This House of Commons Briefing Paper analyses the debate over the voting rights of prisoners since May 2015, it also includes a concise summary of the main developments before May 2015.Jump to full report >>
This paper complements the detailed coverage of events between the European Court of Human Rights' (ECtHR) judgment in Hirst (No 2) in 2005 and the May 2015 General Election in the House of Commons Library's Standard Note: Prisoners' voting rights (2005 to May 2015).
Prisoners serving a custodial sentence do not have the right to vote in any elections under UK law. This ban is set out in Section 3 of the Representation of the People Act 1983.

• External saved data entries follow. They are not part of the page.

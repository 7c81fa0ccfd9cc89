//! Value types for derived module facts.
//!
//! Facts are what the extractors produce and the [`ErlangModule`] facade
//! answers queries with. They are plain values: cheap to clone, comparable,
//! and buildable from either a live tree traversal or a persisted stub — the
//! equality of those two sources is the model's central invariant.
//!
//! [`ErlangModule`]: crate::hir::ErlangModule

use smol_str::{SmolStr, format_smolstr};

use crate::base::TextRange;

/// Format the `"name/arity"` lookup key shared by functions, callbacks,
/// exports and imports.
pub fn signature(name: &str, arity: u32) -> SmolStr {
    format_smolstr!("{name}/{arity}")
}

/// A declared function, identified by (name, arity).
#[derive(Clone, Debug, PartialEq, Eq)]
#[cfg_attr(feature = "persist", derive(serde::Serialize, serde::Deserialize))]
pub struct Function {
    pub name: SmolStr,
    pub arity: u32,
    pub range: TextRange,
}

impl Function {
    pub fn signature(&self) -> SmolStr {
        signature(&self.name, self.arity)
    }
}

/// A declared record, identified by name alone.
#[derive(Clone, Debug, PartialEq, Eq)]
#[cfg_attr(feature = "persist", derive(serde::Serialize, serde::Deserialize))]
pub struct Record {
    pub name: SmolStr,
    pub fields: Vec<SmolStr>,
    pub range: TextRange,
}

/// A macro definition, identified by name alone.
#[derive(Clone, Debug, PartialEq, Eq)]
#[cfg_attr(feature = "persist", derive(serde::Serialize, serde::Deserialize))]
pub struct Macro {
    pub name: SmolStr,
    pub range: TextRange,
}

/// A type declaration, identified by name alone.
#[derive(Clone, Debug, PartialEq, Eq)]
#[cfg_attr(feature = "persist", derive(serde::Serialize, serde::Deserialize))]
pub struct TypeAlias {
    pub name: SmolStr,
    pub range: TextRange,
}

/// A `-callback` declaration; arity is the count of declared argument
/// positions in its type signature.
#[derive(Clone, Debug, PartialEq, Eq)]
#[cfg_attr(feature = "persist", derive(serde::Serialize, serde::Deserialize))]
pub struct Callback {
    pub name: SmolStr,
    pub arity: u32,
    pub range: TextRange,
}

impl Callback {
    pub fn signature(&self) -> SmolStr {
        signature(&self.name, self.arity)
    }
}

/// One entry of an `-import(Module, [...]).` directive.
#[derive(Clone, Debug, PartialEq, Eq)]
#[cfg_attr(feature = "persist", derive(serde::Serialize, serde::Deserialize))]
pub struct ImportEntry {
    /// The module the function is imported from.
    pub module: SmolStr,
    pub name: SmolStr,
    pub arity: u32,
    pub range: TextRange,
}

impl ImportEntry {
    pub fn signature(&self) -> SmolStr {
        signature(&self.name, self.arity)
    }
}

/// A `-behaviour(Name)` / `-behavior(Name)` reference.
#[derive(Clone, Debug, PartialEq, Eq)]
#[cfg_attr(feature = "persist", derive(serde::Serialize, serde::Deserialize))]
pub struct BehaviourRef {
    pub name: SmolStr,
    pub range: TextRange,
}

/// A `-spec name/arity` declaration.
#[derive(Clone, Debug, PartialEq, Eq)]
#[cfg_attr(feature = "persist", derive(serde::Serialize, serde::Deserialize))]
pub struct Spec {
    pub name: SmolStr,
    pub arity: u32,
    pub range: TextRange,
}

impl Spec {
    pub fn signature(&self) -> SmolStr {
        signature(&self.name, self.arity)
    }
}

/// An `-include` or `-include_lib` path.
#[derive(Clone, Debug, PartialEq, Eq)]
#[cfg_attr(feature = "persist", derive(serde::Serialize, serde::Deserialize))]
pub struct Include {
    pub path: SmolStr,
    pub range: TextRange,
}
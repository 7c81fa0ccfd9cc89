//! Fact extractors — one single-pass traversal per fact category.
//!
//! Extractors are pure functions of a [`SourceFile`]: no hidden state, no
//! failure path. A malformed attribute (wrong argument count, unexpected
//! expression shape) contributes nothing; extraction never errors.

use rustc_hash::FxHashSet;
use smol_str::SmolStr;
use tracing::trace;

use crate::syntax::{AttrKind, Attribute, Form, SourceFile, Term};
use super::facts::{
    BehaviourRef, Callback, Function, ImportEntry, Include, Macro, Record, Spec, TypeAlias,
    signature,
};

/// The declared `-module(...)` name, if any.
pub fn module_name(src: &SourceFile) -> Option<SmolStr> {
    src.attributes().find_map(|attr| match &attr.kind {
        AttrKind::Module(name) => Some(name.clone()),
        _ => None,
    })
}

/// All function declarations, in source order.
pub fn functions(src: &SourceFile) -> Vec<Function> {
    let list: Vec<_> = src
        .forms()
        .iter()
        .filter_map(|form| match form {
            Form::Function(f) => Some(Function {
                name: f.name.clone(),
                arity: f.arity,
                range: f.range,
            }),
            _ => None,
        })
        .collect();
    trace!(count = list.len(), "extracted function facts");
    list
}

/// All record declarations, in source order.
pub fn records(src: &SourceFile) -> Vec<Record> {
    src.forms()
        .iter()
        .filter_map(|form| match form {
            Form::Record(r) => Some(Record {
                name: r.name.clone(),
                fields: r.fields.clone(),
                range: r.range,
            }),
            _ => None,
        })
        .collect()
}

/// All macro definitions, in source order.
pub fn macros(src: &SourceFile) -> Vec<Macro> {
    src.forms()
        .iter()
        .filter_map(|form| match form {
            Form::Macro(m) => Some(Macro {
                name: m.name.clone(),
                range: m.range,
            }),
            _ => None,
        })
        .collect()
}

/// All type declarations, in source order.
pub fn types(src: &SourceFile) -> Vec<TypeAlias> {
    src.forms()
        .iter()
        .filter_map(|form| match form {
            Form::Type(t) => Some(TypeAlias {
                name: t.name.clone(),
                range: t.range,
            }),
            _ => None,
        })
        .collect()
}

/// All attributes, in source order.
pub fn attributes(src: &SourceFile) -> Vec<Attribute> {
    src.attributes().cloned().collect()
}

/// Signatures listed by `-export([...])` attributes.
///
/// Entries without a resolvable arity are silently excluded.
pub fn exported_signatures(src: &SourceFile) -> FxHashSet<SmolStr> {
    let mut result = FxHashSet::default();
    for attr in src.attributes() {
        let AttrKind::Export(entries) = &attr.kind else {
            continue;
        };
        for entry in entries {
            if let Term::AtomArity { name, arity } = entry {
                result.insert(signature(name, *arity));
            }
        }
    }
    result
}
//! Aggregated facts about one OTP application.

use rustc_hash::FxHashSet;
use smol_str::SmolStr;
use thiserror::Error;
use tracing::debug;

use crate::syntax::Term;
use super::rebar;
use super::term_config::sections_in;

/// Failures surfaced to the importer. Unlike malformed config entries,
/// which are skipped, a missing or unusable app descriptor is a caller
/// precondition violation and fails hard.
#[derive(Debug, Error, PartialEq, Eq)]
pub enum ProjectError {
    /// No `.app`/`.app.src` resource was supplied for the application.
    #[error("no application resource supplied for `{0}`")]
    MissingAppResource(SmolStr),
    /// The resource exists but contains no `{application, Name, Props}` term.
    #[error("no `{{application, ...}}` descriptor in app resource for `{0}`")]
    MalformedAppResource(SmolStr),
}

/// One imported OTP application: its identity plus everything the importer
/// needs from the app descriptor and the rebar config.
#[derive(Debug, Clone, PartialEq, Eq)]
pub struct OtpApp {
    name: SmolStr,
    deps: FxHashSet<SmolStr>,
    include_paths: Vec<SmolStr>,
    extra_src_dirs: Vec<SmolStr>,
    parse_transforms: FxHashSet<SmolStr>,
}

impl OtpApp {
    /// Aggregate app facts from a parsed `.app`/`.app.src` resource and an
    /// optional parsed `rebar.config`.
    ///
    /// `default_name` names the app when the descriptor carries no name atom
    /// (usually the resource file's stem).
    pub fn from_sources(
        default_name: &str,
        app_resource: Option<&[Term]>,
        rebar_config: Option<&[Term]>,
    ) -> Result<Self, ProjectError> {
        let resource =
            app_resource.ok_or_else(|| ProjectError::MissingAppResource(default_name.into()))?;

        let descriptor = resource
            .iter()
            .find_map(application_descriptor)
            .ok_or_else(|| ProjectError::MalformedAppResource(default_name.into()))?;

        let mut app = Self {
            name: descriptor.name.map(SmolStr::from).unwrap_or_else(|| default_name.into()),
            deps: FxHashSet::default(),
            include_paths: Vec::new(),
            extra_src_dirs: Vec::new(),
            parse_transforms: FxHashSet::default(),
        };
        app.add_dependencies_from_props(descriptor.props);

        if let Some(config) = rebar_config {
            app.add_info_from_rebar_config(config);
        }

        debug!(app = %app.name, deps = app.deps.len(), "aggregated OTP app facts");
        Ok(app)
    }

    fn add_dependencies_from_props(&mut self, props: Option<&Term>) {
        let Some(props) = props else { return };
        for value in sections_in(props, "applications") {
            let Some(entries) = value.as_list() else {
                continue;
            };
            for entry in entries {
                if let Some(dep) = entry.atom_name() {
                    self.deps.insert(dep.into());
                }
            }
        }
    }

    fn add_info_from_rebar_config(&mut self, config: &[Term]) {
        self.deps.extend(rebar::dependency_app_names(config));
        self.include_paths.extend(rebar::include_paths(config));
        self.extra_src_dirs.extend(rebar::extra_src_dirs(config));
        self.parse_transforms.extend(rebar::parse_transforms(config));
    }

    /// The application name.
    pub fn name(&self) -> &SmolStr {
        &self.name
    }

    /// Names of applications this one depends on.
    pub fn deps(&self) -> &FxHashSet<SmolStr> {
        &self.deps
    }

    /// Include paths declared in the rebar config.
    pub fn include_paths(&self) -> &[SmolStr] {
        &self.include_paths
    }

    /// Extra source directories declared in the rebar config.
    pub fn extra_src_dirs(&self) -> &[SmolStr] {
        &self.extra_src_dirs
    }

    /// Parse transforms declared in the rebar config.
    pub fn parse_transforms(&self) -> &FxHashSet<SmolStr> {
        &self.parse_transforms
    }
}

struct AppDescriptor<'t> {
    name: Option<&'t str>,
    props: Option<&'t Term>,
}

/// Match one `{application, Name, Props}` term; the props list is the first
/// list element after the head, wherever it sits.
fn application_descriptor(term: &Term) -> Option<AppDescriptor<'_>> {
    let items = term.as_tuple()?;
    let (head, rest) = items.split_first()?;
    if head.atom_name()? != "application" {
        return None;
    }
    Some(AppDescriptor {
        name: rest.first().and_then(Term::atom_name),
        props: rest.iter().find(|item| item.as_list().is_some()),
    })
}
//! Facade behavior over a live syntax tree: export and no-auto-import
//! monotonicity, name/arity lookups, tie-breaks, and cache idempotence.

use std::sync::Arc;

use once_cell::sync::Lazy;
use rstest::rstest;
use rustc_hash::FxHashSet;
use smol_str::SmolStr;

use erlang_analyzer::FileId;
use erlang_analyzer::hir::ErlangModule;
use erlang_analyzer::syntax::{AttrKind, SourceFileBuilder, Term};

fn build_module(file_name: &str, build: impl FnOnce(&mut SourceFileBuilder)) -> ErlangModule {
    let mut b = SourceFileBuilder::new(FileId::new(0));
    build(&mut b);
    ErlangModule::new(Arc::new(b.finish()), file_name)
}

/// A module exercising most fact categories at once, shared across cases.
static FIXTURE: Lazy<ErlangModule> = Lazy::new(|| {
    build_module("kitchen_sink.erl", |b| {
        b.attribute("-module(kitchen_sink).", AttrKind::Module("kitchen_sink".into()));
        b.attribute(
            "-behaviour(gen_server).",
            AttrKind::Behaviour("gen_server".into()),
        );
        b.attribute(
            "-export([init/1, handle_call/3]).",
            AttrKind::Export(vec![
                Term::atom_arity("init", 1),
                Term::atom_arity("handle_call", 3),
            ]),
        );
        b.attribute(
            "-import(lists, [map/2, filter/2]).",
            AttrKind::Import {
                module: "lists".into(),
                entries: vec![Term::atom_arity("map", 2), Term::atom_arity("filter", 2)],
            },
        );
        b.attribute(
            "-include(\"records.hrl\").",
            AttrKind::Include("records.hrl".into()),
        );
        b.attribute(
            "-include_lib(\"kernel/include/file.hrl\").",
            AttrKind::IncludeLib("kernel/include/file.hrl".into()),
        );
        b.record("-record(state, {count, name}).", "state", &["count", "name"]);
        b.macro_def("-define(TIMEOUT, 5000).", "TIMEOUT");
        b.type_def("-type state_name() :: atom().", "state_name");
        b.attribute(
            "-spec init(term()) -> {ok, state}.",
            AttrKind::Spec { name: "init".into(), arity: 1 },
        );
        b.function("init(Args) -> {ok, Args}.", "init", 1);
        b.function("handle_call(_R, _F, S) -> {reply, ok, S}.", "handle_call", 3);
        b.function("internal() -> ok.", "internal", 0);
    })
});

#[rstest]
#[case("init", 1, true)]
#[case("handle_call", 3, true)]
#[case("internal", 0, false)] // declared but not exported
#[case("init", 2, false)] // wrong arity
fn exported_signatures(#[case] name: &str, #[case] arity: u32, #[case] expected: bool) {
    let sig = format!("{name}/{arity}");
    assert_eq!(FIXTURE.is_exported(&sig), expected);
}

#[rstest]
#[case("init", 1, true)]
#[case("init", 2, false)]
#[case("internal", 0, true)]
#[case("missing", 0, false)]
fn function_lookup_iff_declared(#[case] name: &str, #[case] arity: u32, #[case] expected: bool) {
    assert_eq!(FIXTURE.function(name, arity).is_some(), expected);
}

#[test]
fn fixture_fact_categories() {
    assert_eq!(FIXTURE.name(), "kitchen_sink");
    assert_eq!(FIXTURE.functions().len(), 3);
    assert_eq!(FIXTURE.records().len(), 1);
    assert_eq!(FIXTURE.macros().len(), 1);
    assert_eq!(FIXTURE.types().len(), 1);
    assert_eq!(FIXTURE.specifications().len(), 1);
    assert_eq!(FIXTURE.includes().len(), 1);
    assert_eq!(FIXTURE.include_libs().len(), 1);
    assert_eq!(FIXTURE.behaviours()[0].name, "gen_server");

    let record = FIXTURE.record("state").unwrap();
    assert_eq!(record.fields, vec!["count", "name"]);
    assert!(FIXTURE.macro_def("TIMEOUT").is_some());
    assert!(FIXTURE.type_alias("state_name").is_some());

    let exported: Vec<SmolStr> = FIXTURE
        .exported_functions()
        .iter()
        .map(|f| f.signature())
        .collect();
    assert_eq!(exported, vec!["init/1", "handle_call/3"]);
}

// Scenario: `-export([foo/1]).` plus `-compile(export_all).` makes *every*
// signature exported, declared or not.
#[test]
fn export_all_covers_unlisted_signatures() {
    let m = build_module("a.erl", |b| {
        b.attribute(
            "-export([foo/1]).",
            AttrKind::Export(vec![Term::atom_arity("foo", 1)]),
        );
        b.attribute(
            "-compile(export_all).",
            AttrKind::Compile(vec![Term::atom("export_all")]),
        );
        b.function("foo(X) -> X.", "foo", 1);
    });

    assert!(m.is_exported_all());
    assert!(m.is_exported("foo/1"));
    assert!(m.is_exported("bar/3"));
}

// Scenario: `-compile([{no_auto_import,[{size,1}]}]).` suppresses exactly
// size/1, and only it; the global flag stays off.
#[test]
fn no_auto_import_with_explicit_pairs() {
    let m = build_module("b.erl", |b| {
        b.attribute(
            "-compile([{no_auto_import,[{size,1}]}]).",
            AttrKind::Compile(vec![Term::list([Term::tuple([
                Term::atom("no_auto_import"),
                Term::list([Term::tuple([Term::atom("size"), Term::Integer(1)])]),
            ])])]),
        );
    });

    assert!(m.is_no_auto_import("size", 1));
    assert!(!m.is_no_auto_import("size", 2));
    assert!(!m.is_no_auto_import_all());
}

#[test]
fn no_auto_import_bare_flag_suppresses_everything() {
    let m = build_module("c.erl", |b| {
        b.attribute(
            "-compile(no_auto_import).",
            AttrKind::Compile(vec![Term::atom("no_auto_import")]),
        );
    });

    assert!(m.is_no_auto_import_all());
    assert!(m.is_no_auto_import("size", 1));
    assert!(m.is_no_auto_import("never_mentioned", 9));
}

// Scenario: a callback declaration alone makes the module a behaviour, no
// behaviour_info/1 export required.
#[test]
fn callbacks_make_a_behaviour_module() {
    let m = build_module("d.erl", |b| {
        b.attribute(
            "-callback init(Args) -> term().",
            AttrKind::Callback { name: "init".into(), args: vec![Term::Other] },
        );
    });

    assert!(m.is_behaviour());
    assert!(m.callback_by_signature("init/1").is_some());
}

#[test]
fn exported_behaviour_info_makes_a_behaviour_module() {
    let m = build_module("e.erl", |b| {
        b.attribute(
            "-export([behaviour_info/1]).",
            AttrKind::Export(vec![Term::atom_arity("behaviour_info", 1)]),
        );
        b.function("behaviour_info(callbacks) -> [].", "behaviour_info", 1);
    });

    assert!(m.is_behaviour());
}

// Scenario: `-import(lists, [map/2, filter/2]).`
#[test]
fn imported_function_exact_arity_match() {
    let m = build_module("f.erl", |b| {
        b.attribute(
            "-import(lists, [map/2, filter/2]).",
            AttrKind::Import {
                module: "lists".into(),
                entries: vec![Term::atom_arity("map", 2), Term::atom_arity("filter", 2)],
            },
        );
    });

    let map2 = m.imported_function("map", 2).unwrap();
    assert_eq!(map2.module, "lists");
    assert!(m.imported_function("map", 3).is_none());
    assert!(m.imported_function("foldl", 3).is_none());
}

#[test]
fn record_first_wins_callback_last_wins() {
    let m = build_module("g.erl", |b| {
        b.record("-record(r, {first}).", "r", &["first"]);
        b.record("-record(r, {second}).", "r", &["second"]);
        b.attribute(
            "-callback f(A) -> first.",
            AttrKind::Callback { name: "f".into(), args: vec![Term::atom("first")] },
        );
        b.attribute(
            "-callback f(A) -> second.",
            AttrKind::Callback { name: "f".into(), args: vec![Term::atom("second")] },
        );
    });

    assert_eq!(m.record("r").unwrap().fields, vec!["first"]);

    let callbacks = m.callbacks();
    let last_range = callbacks[1].range;
    assert_eq!(m.callback_by_signature("f/1").unwrap().range, last_range);
}

#[test]
fn queries_are_idempotent_and_cached() {
    let m = build_module("h.erl", |b| {
        b.function("f() -> ok.", "f", 0);
        b.record("-record(r, {}).", "r", &[]);
    });

    // equal by value
    assert_eq!(m.function("f", 0), m.function("f", 0));
    assert_eq!(m.record("r"), m.record("r"));

    // and served from the same snapshot, i.e. no re-extraction
    assert!(Arc::ptr_eq(&m.functions(), &m.functions()));
    assert!(Arc::ptr_eq(&m.attributes(), &m.attributes()));
    assert!(Arc::ptr_eq(&m.callback_map(), &m.callback_map()));
    assert!(Arc::ptr_eq(&m.exported_signatures(), &m.exported_signatures()));
}

#[test]
fn parse_transforms_accumulate_across_sources() {
    let m = build_module("i.erl", |b| {
        b.attribute(
            "-compile({parse_transform, lager_transform}).",
            AttrKind::Compile(vec![Term::tuple([
                Term::atom("parse_transform"),
                Term::atom("lager_transform"),
            ])]),
        );
    });

    let mut transforms: FxHashSet<SmolStr> = FxHashSet::default();
    transforms.insert("from_build_config".into());
    m.add_declared_parse_transforms(&mut transforms);

    assert_eq!(transforms.len(), 2);
    assert!(transforms.contains("lager_transform"));
    assert!(transforms.contains("from_build_config"));
}

#[test]
fn malformed_attributes_contribute_nothing() {
    let m = build_module("j.erl", |b| {
        // export entry with no resolvable arity
        b.attribute(
            "-export([foo/1, bar]).",
            AttrKind::Export(vec![Term::atom_arity("foo", 1), Term::atom("bar")]),
        );
        // compile attribute with an expression of no recognized shape
        b.attribute("-compile(?OPTS).", AttrKind::Compile(vec![Term::Other]));
        // wild attribute nobody asked about
        b.attribute(
            "-vsn(\"1.0.1\").",
            AttrKind::Wild { name: "vsn".into(), args: vec![Term::string("1.0.1")] },
        );
    });

    assert!(m.is_exported("foo/1"));
    assert!(!m.is_exported("bar/0"));
    assert!(!m.is_exported_all());
    assert_eq!(m.attributes().len(), 3);
}

#[test]
fn concurrent_queries_agree() {
    let m = Arc::new(build_module("k.erl", |b| {
        b.attribute(
            "-export([f/0]).",
            AttrKind::Export(vec![Term::atom_arity("f", 0)]),
        );
        b.function("f() -> ok.", "f", 0);
    }));

    std::thread::scope(|scope| {
        for _ in 0..8 {
            let m = Arc::clone(&m);
            scope.spawn(move || {
                assert!(m.is_exported("f/0"));
                assert_eq!(m.functions().len(), 1);
            });
        }
    });
}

On 6 October 2005, in the case of Hirst v United Kingdom (No 2), the European Court of Human Rights ruled that the current ban on all serving prisoners from voting, as defined in the 1983 Act, contravenes Article 3 of Protocol No 1 of the European Convention on Human Rights, which provides that signatory states should "hold free elections... under conditions which will ensure the free expression of the opinion of the people".
This judgment set off a political debate that has rumbled on since then. This debate has largely focused on the constitutional issues raised by the judgment, in particular the UK's relationship with the European Court of Human Rights, reform of the Human Rights Act 1998 and parliamentary sovereignty.
For information about the European Convention on Human Rights and compliance with the Court’s rulings see Library Standard Notes SN/IA/5936, The European Convention on Human Rights and the Court of Human Rights: issues and reforms, and SN/IA/5941, European Court of Human Rights rulings: are there options for governments?
The Conservative Government has indicated that it does not intend to bring forward legislation to respond to the European Court of Human Rights' judgment in Hirst (No 2).
The Council of Europe's Committee of Ministers, which is responsible for enforcing judgments of the European Court of Human Rights, has twice called upon the UK to respond to the Court's judgment in Hirst (no2).
In October 2015, in the case of Thierry Delvigne v Commune de Lesparre-Médoc and Préfet de la Gironde, the Court of Justice of the European Union (CJEU) ruled that a French law, which deprived certain convicted prisoners of the vote, was not an unlawful breach of the right of EU citizens to vote in elections for the European Parliament, as protected by the Charter of Fundamental Rights of the European Union.
The CJEU’s judgment also explained that the French law in question was lawful because it was proportionate, which in these circumstances meant that the law took into account “the nature and gravity of the criminal offence committed and the duration of the penalty”.
This has provoked debate over the implications of the Charter of Fundamental Rights of the European Union for the UK's legislative prohibition on prisoners voting in elections to the European Parliament.
In December 2015, Michael Gove, the Lord Chancellor and Secretary of State for Justice, gave evidence to the House of Lords Select Committee on the Constitution. In his evidence he indicated that the hoped the Government would in 2016 produce a full substantive response to the report published in December 2013 by the Joint Committee on the Draft Voting Eligibility (Prisoners) Bill, after the publication of the consultation on reform of the Human Rights Act 1998.
Future developments on prisoner voting are likely to be closely tied to the Government's forthcoming proposals on reforming the Human Rights Act 1998. Further, prisoner voting, as an example of how the existing system of human rights protection operates in the UK, is likely to feature prominently in the debate on those proposals.